Stored items
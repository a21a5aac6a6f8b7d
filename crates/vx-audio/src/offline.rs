//! Device stand-in driven by a manual clock.

use std::cell::Cell;

use vx_engine::BufferAllocator;
use vx_ir::{BufferShape, PhonemeBuffer};

use crate::traits::AudioDevice;

/// An audio device with no hardware behind it.
///
/// The clock only moves when [`OfflineDevice::advance`] is called, which
/// makes rendering against it deterministic.
#[derive(Debug)]
pub struct OfflineDevice {
    sample_rate: u32,
    channels: u16,
    now: Cell<f64>,
}

impl OfflineDevice {
    pub fn new(sample_rate: u32, channels: u16) -> Self {
        Self {
            sample_rate,
            channels,
            now: Cell::new(0.0),
        }
    }

    /// Move the clock forward by `seconds`.
    pub fn advance(&self, seconds: f64) {
        self.now.set(self.now.get() + seconds);
    }

    /// Move the clock forward by the duration of `frames` frames.
    pub fn advance_frames(&self, frames: usize) {
        if self.sample_rate > 0 {
            self.advance(frames as f64 / self.sample_rate as f64);
        }
    }
}

impl BufferAllocator for OfflineDevice {
    fn allocate(&self, shape: BufferShape) -> PhonemeBuffer {
        PhonemeBuffer::new(shape)
    }
}

impl AudioDevice for OfflineDevice {
    fn sample_rate(&self) -> u32 {
        self.sample_rate
    }

    fn channels(&self) -> u16 {
        self.channels
    }

    fn current_time(&self) -> f64 {
        self.now.get()
    }
}
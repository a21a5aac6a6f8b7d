//! Bounded FIFO that hands finished audio to a persistent store.
//!
//! Enqueueing never blocks. One drain task at a time pulls segments in
//! order and waits for each store write before taking the next; a
//! `processing` flag turns a second concurrent drain into a no-op.

use std::sync::atomic::{AtomicBool, Ordering};
use std::sync::Arc;
use std::time::Duration;

use crossbeam_channel::{Receiver, Sender};
use thiserror::Error;

use crate::store::{SegmentStore, StoreError};

/// Default queue capacity, in segments.
pub const DEFAULT_SPOOL_CAPACITY: usize = 64;

/// How long a running worker waits for a segment before rechecking its stop flag.
const POLL_INTERVAL: Duration = Duration::from_millis(20);

/// A finished block of interleaved audio.
#[derive(Clone, Debug, PartialEq)]
pub struct Segment {
    pub name: String,
    pub sample_rate: u32,
    pub channels: u16,
    /// Interleaved samples, `frames * channels` long
    pub samples: Vec<f32>,
}

impl Segment {
    pub fn frames(&self) -> usize {
        self.samples.len() / self.channels.max(1) as usize
    }

    /// Length in seconds.
    pub fn duration(&self) -> f64 {
        if self.sample_rate == 0 {
            return 0.0;
        }
        self.frames() as f64 / self.sample_rate as f64
    }
}

#[derive(Debug, Error)]
pub enum SpoolError {
    #[error("spool queue is full ({capacity} segments)")]
    Full { capacity: usize },
}

#[derive(Clone, Copy, Debug, PartialEq, Eq)]
pub struct SpoolConfig {
    /// Maximum number of queued segments
    pub capacity: usize,
}

impl Default for SpoolConfig {
    fn default() -> Self {
        Self {
            capacity: DEFAULT_SPOOL_CAPACITY,
        }
    }
}

/// Outcome of a drain pass.
#[derive(Clone, Copy, Debug, Default, PartialEq, Eq)]
pub struct DrainReport {
    pub persisted: usize,
    pub failed: usize,
}

impl DrainReport {
    pub fn total(&self) -> usize {
        self.persisted + self.failed
    }

    fn record(&mut self, name: &str, result: Result<(), StoreError>) {
        match result {
            Ok(()) => self.persisted += 1,
            Err(err) => {
                tracing::error!(segment = name, %err, "failed to persist segment");
                self.failed += 1;
            }
        }
    }
}

/// Cloneable handle to the queue. Clones share the same FIFO and guard.
#[derive(Clone)]
pub struct SpoolQueue {
    sender: Sender<Segment>,
    receiver: Receiver<Segment>,
    processing: Arc<AtomicBool>,
    capacity: usize,
}

impl SpoolQueue {
    pub fn new(config: SpoolConfig) -> Self {
        let capacity = config.capacity.max(1);
        let (sender, receiver) = crossbeam_channel::bounded(capacity);
        Self {
            sender,
            receiver,
            processing: Arc::new(AtomicBool::new(false)),
            capacity,
        }
    }

    pub fn capacity(&self) -> usize {
        self.capacity
    }

    pub fn len(&self) -> usize {
        self.receiver.len()
    }

    pub fn is_empty(&self) -> bool {
        self.receiver.is_empty()
    }

    /// Is a drain task currently running?
    pub fn is_processing(&self) -> bool {
        self.processing.load(Ordering::Acquire)
    }

    /// Queue a segment without blocking.
    ///
    /// Every handle owns a receiver, so the channel cannot disconnect and a
    /// rejected send always means the queue is full.
    pub fn enqueue(&self, segment: Segment) -> Result<(), SpoolError> {
        self.sender.try_send(segment).map_err(|_| SpoolError::Full {
            capacity: self.capacity,
        })
    }

    /// Persist every queued segment, in order, then return.
    ///
    /// Returns an empty report without touching the queue if another drain
    /// is already in progress.
    pub fn drain(&self, store: &mut impl SegmentStore) -> DrainReport {
        let mut report = DrainReport::default();
        let Some(_guard) = ProcessingGuard::acquire(&self.processing) else {
            tracing::debug!("spool drain already in progress");
            return report;
        };

        while let Ok(segment) = self.receiver.try_recv() {
            report.record(&segment.name, store.persist(&segment));
        }
        if report.total() > 0 {
            tracing::debug!(persisted = report.persisted, failed = report.failed, "drained spool");
        }
        report
    }

    /// Persist segments as they arrive until `stop` is set.
    ///
    /// Intended to run on its own thread. Segments still queued when `stop`
    /// is observed stay in the queue.
    pub fn run(&self, store: &mut impl SegmentStore, stop: &AtomicBool) -> DrainReport {
        let mut report = DrainReport::default();
        let Some(_guard) = ProcessingGuard::acquire(&self.processing) else {
            tracing::debug!("spool drain already in progress");
            return report;
        };

        while !stop.load(Ordering::Relaxed) {
            if let Ok(segment) = self.receiver.recv_timeout(POLL_INTERVAL) {
                report.record(&segment.name, store.persist(&segment));
            }
        }
        tracing::debug!(persisted = report.persisted, failed = report.failed, "spool worker stopped");
        report
    }
}

/// Holds the `processing` flag for the lifetime of one drain task.
struct ProcessingGuard<'a>(&'a AtomicBool);

impl<'a> ProcessingGuard<'a> {
    fn acquire(flag: &'a AtomicBool) -> Option<Self> {
        flag.compare_exchange(false, true, Ordering::Acquire, Ordering::Relaxed)
            .ok()
            .map(|_| Self(flag))
    }
}

impl Drop for ProcessingGuard<'_> {
    fn drop(&mut self) {
        self.0.store(false, Ordering::Release);
    }
}
//! Audio device trait and error types.

use std::time::Instant;

use thiserror::Error;
use vx_engine::BufferAllocator;

/// Failure to establish the real-time callback with a device.
#[derive(Debug, Error)]
pub enum InitializationError {
    /// No audio device available
    #[error("no audio output device available")]
    NoDevice,
    /// Failed to query the device configuration
    #[error("device configuration error: {0}")]
    DeviceConfig(String),
    /// Failed to create the output stream
    #[error("stream create error: {0}")]
    StreamCreate(String),
    /// Failed to start or pause the stream
    #[error("playback error: {0}")]
    Playback(String),
}

/// The audio device collaborator.
///
/// Supplies the device sample rate and channel layout, a monotonic clock,
/// and the allocation primitive for shaped buffers.
pub trait AudioDevice: BufferAllocator {
    /// Device sample rate.
    fn sample_rate(&self) -> u32;

    /// Interleaved output channels per frame.
    fn channels(&self) -> u16;

    /// Monotonic clock, in seconds.
    fn current_time(&self) -> f64;
}

/// Monotonic seconds since the clock was created.
#[derive(Clone, Copy, Debug)]
pub struct DeviceClock {
    epoch: Instant,
}

impl DeviceClock {
    pub fn new() -> Self {
        Self { epoch: Instant::now() }
    }

    #[inline]
    pub fn now(&self) -> f64 {
        self.epoch.elapsed().as_secs_f64()
    }
}

impl Default for DeviceClock {
    fn default() -> Self {
        Self::new()
    }
}
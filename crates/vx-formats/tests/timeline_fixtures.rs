//! Integration tests for the timeline parsers against fixture documents.

use std::fs;
use std::path::PathBuf;

use vx_formats::{
    apply_lyric_override, integrate_lyric_and_melody, parse_legacy_score, parse_lyric,
    parse_melody,
};
use vx_ir::Timeline;

fn fixtures_dir() -> PathBuf {
    PathBuf::from(env!("CARGO_MANIFEST_DIR")).join("../../tests/fixtures")
}

fn load_fixture(kind: &str, name: &str) -> String {
    let path = fixtures_dir().join(kind).join(name);
    fs::read_to_string(&path).unwrap_or_else(|e| panic!("Failed to read {}: {}", path.display(), e))
}

// --- lyric + melody ---

#[test]
fn sakura_lyric_durations_match_intervals() {
    let lyric = parse_lyric(&load_fixture("lyric", "sakura.json")).unwrap();
    assert_eq!(lyric.len(), 6);
    for entry in &lyric {
        assert_eq!(entry.duration, entry.end_time - entry.start_time);
    }
}

#[test]
fn sakura_pairs_to_shorter_melody() {
    let lyric = parse_lyric(&load_fixture("lyric", "sakura.json")).unwrap();
    let melody = parse_melody(&load_fixture("melody", "sakura.json")).unwrap();
    assert_eq!(melody.len(), 5);

    let notes = integrate_lyric_and_melody(&lyric, &melody);
    assert_eq!(notes.len(), 5);

    let labels: Vec<&str> = notes.iter().map(|n| n.lyric.as_str()).collect();
    assert_eq!(labels, ["sa", "a", "ku", "u", "ra"]);
    let pitches: Vec<i32> = notes.iter().map(|n| n.pitch).collect();
    assert_eq!(pitches, [69, 69, 71, 71, 69]);
    assert!(notes.iter().all(|n| n.volume == 100));

    // Timing comes from the lyric side.
    assert_eq!(notes[4].phoneme, "r");
    assert_eq!(notes[4].end_time, 1.32);
}

#[test]
fn sakura_timeline_is_indexed_and_gapless() {
    let lyric = parse_lyric(&load_fixture("lyric", "sakura.json")).unwrap();
    let melody = parse_melody(&load_fixture("melody", "sakura.json")).unwrap();
    let timeline = Timeline::new(integrate_lyric_and_melody(&lyric, &melody));

    assert!(timeline.is_indexed());
    assert_eq!(timeline.end_time(), 1.32);
    for t in [0.0, 0.11, 0.12, 0.59, 0.6, 1.0, 1.31] {
        assert!(timeline.active_at(t).is_some(), "no note at {t}");
    }
    assert!(timeline.active_at(1.32).is_none());
    assert_eq!(timeline.active_at(0.6).map(|n| n.phoneme.as_str()), Some("k"));
}

#[test]
fn sakura_override_relabels_each_note() {
    let lyric = parse_lyric(&load_fixture("lyric", "sakura.json")).unwrap();
    let melody = parse_melody(&load_fixture("melody", "sakura.json")).unwrap();
    let notes = integrate_lyric_and_melody(&lyric, &melody);

    let relabeled = apply_lyric_override("さくらさく", &notes);
    assert_eq!(relabeled.len(), 5);
    assert_eq!(relabeled[0].lyric, "さ");
    assert_eq!(relabeled[4].lyric, "く");
    assert_eq!(relabeled[1].phoneme, notes[1].phoneme);

    assert_eq!(apply_lyric_override("さくら", &notes).len(), 3);
}

// --- legacy ---

#[test]
fn duet_keeps_info_and_mapping_tracks() {
    let score = parse_legacy_score(&load_fixture("legacy", "duet.json")).unwrap();
    assert_eq!(score.info["title"], "duet");
    assert_eq!(score.tracks.len(), 2);
    assert_eq!(score.note_count(), 5);
}

#[test]
fn duet_track_entries_in_numeric_id_order() {
    let score = parse_legacy_score(&load_fixture("legacy", "duet.json")).unwrap();
    let lead = score.tracks.iter().find(|t| t.name == "lead").unwrap();
    let phonemes: Vec<&str> = lead.notes.iter().map(|n| n.phoneme.as_str()).collect();
    assert_eq!(phonemes, ["a", "e", "o"]);
    assert_eq!(lead.notes[2].pitch, 64);
    assert_eq!(lead.notes[2].volume, 80);
    assert_eq!(lead.notes[2].end_time, 1.5);
}

#[test]
fn duet_coerces_leniently() {
    let score = parse_legacy_score(&load_fixture("legacy", "duet.json")).unwrap();
    let harmony = score.tracks.iter().find(|t| t.name == "harmony").unwrap();
    assert_eq!(harmony.notes[0].volume, 0);
    assert!(harmony.notes[1].start_time.is_nan());
    assert!(harmony.notes[1].end_time.is_nan());
}

#[test]
fn duet_flattens_by_start_time() {
    let notes = parse_legacy_score(&load_fixture("legacy", "duet.json"))
        .unwrap()
        .into_notes();
    let starts: Vec<f64> = notes.iter().take(4).map(|n| n.start_time).collect();
    assert_eq!(starts, [0.0, 0.25, 0.5, 1.0]);
    // NaN start times sort last
    assert!(notes[4].start_time.is_nan());
}
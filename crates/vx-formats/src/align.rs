//! Pairing lyrics with melodies.
//!
//! Pairing is positional: element `i` of one sequence goes with element
//! `i` of the other. When lengths differ both sides are truncated to the
//! shorter one. No time-based realignment is attempted.

use vx_ir::{Note, DEFAULT_VOLUME};

use crate::lyric::LyricEntry;
use crate::melody::MelodyNote;

/// Combine lyric timing/phonemes with melody pitches.
///
/// The note label is the melody's lyric when it has one, else the phoneme.
pub fn integrate_lyric_and_melody(lyric: &[LyricEntry], melody: &[MelodyNote]) -> Vec<Note> {
    let count = lyric.len().min(melody.len());
    if lyric.len() != melody.len() {
        tracing::warn!(
            lyric = lyric.len(),
            melody = melody.len(),
            kept = count,
            "lyric and melody lengths differ; pairing by position and truncating"
        );
    }

    lyric
        .iter()
        .zip(melody)
        .map(|(entry, note)| {
            let label = note.lyric.as_deref().unwrap_or(&entry.phoneme);
            Note::new(&entry.phoneme, entry.start_time, entry.end_time)
                .with_pitch(note.pitch)
                .with_volume(DEFAULT_VOLUME)
                .with_lyric(label)
        })
        .collect()
}

/// Relabel notes from `text`, one character per note.
///
/// Only `lyric` changes; phoneme, timing and pitch are kept.
pub fn apply_lyric_override(text: &str, notes: &[Note]) -> Vec<Note> {
    let symbols = text.chars().count();
    if symbols != notes.len() {
        tracing::warn!(
            symbols,
            notes = notes.len(),
            kept = symbols.min(notes.len()),
            "lyric text and note count differ; pairing by position and truncating"
        );
    }

    let mut buf = [0u8; 4];
    text.chars()
        .zip(notes)
        .map(|(symbol, note)| {
            let mut note = note.clone();
            note.lyric = symbol.encode_utf8(&mut buf).to_string();
            note
        })
        .collect()
}
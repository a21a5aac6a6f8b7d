//! Singing-voice synthesis engine.
//!
//! Builds note timelines from lyric, melody and legacy score documents,
//! keeps decoded phoneme audio in a bounded cache, renders the timeline
//! sample by sample in the audio callback, and spools finished audio to
//! a persistent store.
//!
//! ```no_run
//! use voxline::{Controller, WavDirStore};
//!
//! # fn main() -> Result<(), Box<dyn std::error::Error>> {
//! let mut ctl = Controller::default();
//! ctl.load_lyric_and_melody(
//!     r#"{"phonemes": ["a"], "start_times": [0.0], "end_times": [1.0]}"#,
//!     r#"{"notes": [{"start_time": 0.0, "end_time": 1.0, "duration": 1.0, "pitch": 64}]}"#,
//! )?;
//! ctl.load_phoneme_wav("a", &std::fs::read("a.wav")?)?;
//!
//! ctl.spool_segment(ctl.render_timeline("take-1")?)?;
//! ctl.drain_spool(&mut WavDirStore::new("renders")?);
//!
//! ctl.open_output()?;
//! ctl.start()?;
//! # Ok(())
//! # }
//! ```

pub use vx_master::*;
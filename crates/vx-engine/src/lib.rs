//! Sample cache and real-time renderer for the voxline singing synthesizer.
//!
//! The control side fills a [`SampleCache`], snapshots it into a
//! [`SampleBank`] and hands whole values to the [`Renderer`] through
//! [`SessionUpdate`]s. The renderer turns a note timeline into output
//! samples without locking or allocating.

#![cfg_attr(not(feature = "std"), no_std)]

extern crate alloc;

mod bank;
mod frequency;
mod renderer;
mod sample_cache;
mod session;

pub use bank::SampleBank;
pub use frequency::{midi_to_frequency, pitch_ratio, REFERENCE_NOTE};
pub use renderer::Renderer;
pub use sample_cache::{
    BufferAllocator, CacheConfig, HeapAllocator, SampleCache, DEFAULT_CEILING_BYTES,
};
pub use session::{PlaybackSession, Retired, SessionUpdate};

▸ GOAL OF THE EXERCISE:
Return only those lines of the records that contain the string "documents".

▸ TASK RESPONSE:
//! Integration tests for the timeline parsers against fixture documents.
//! Builds note timelines from lyric, melody and legacy score documents,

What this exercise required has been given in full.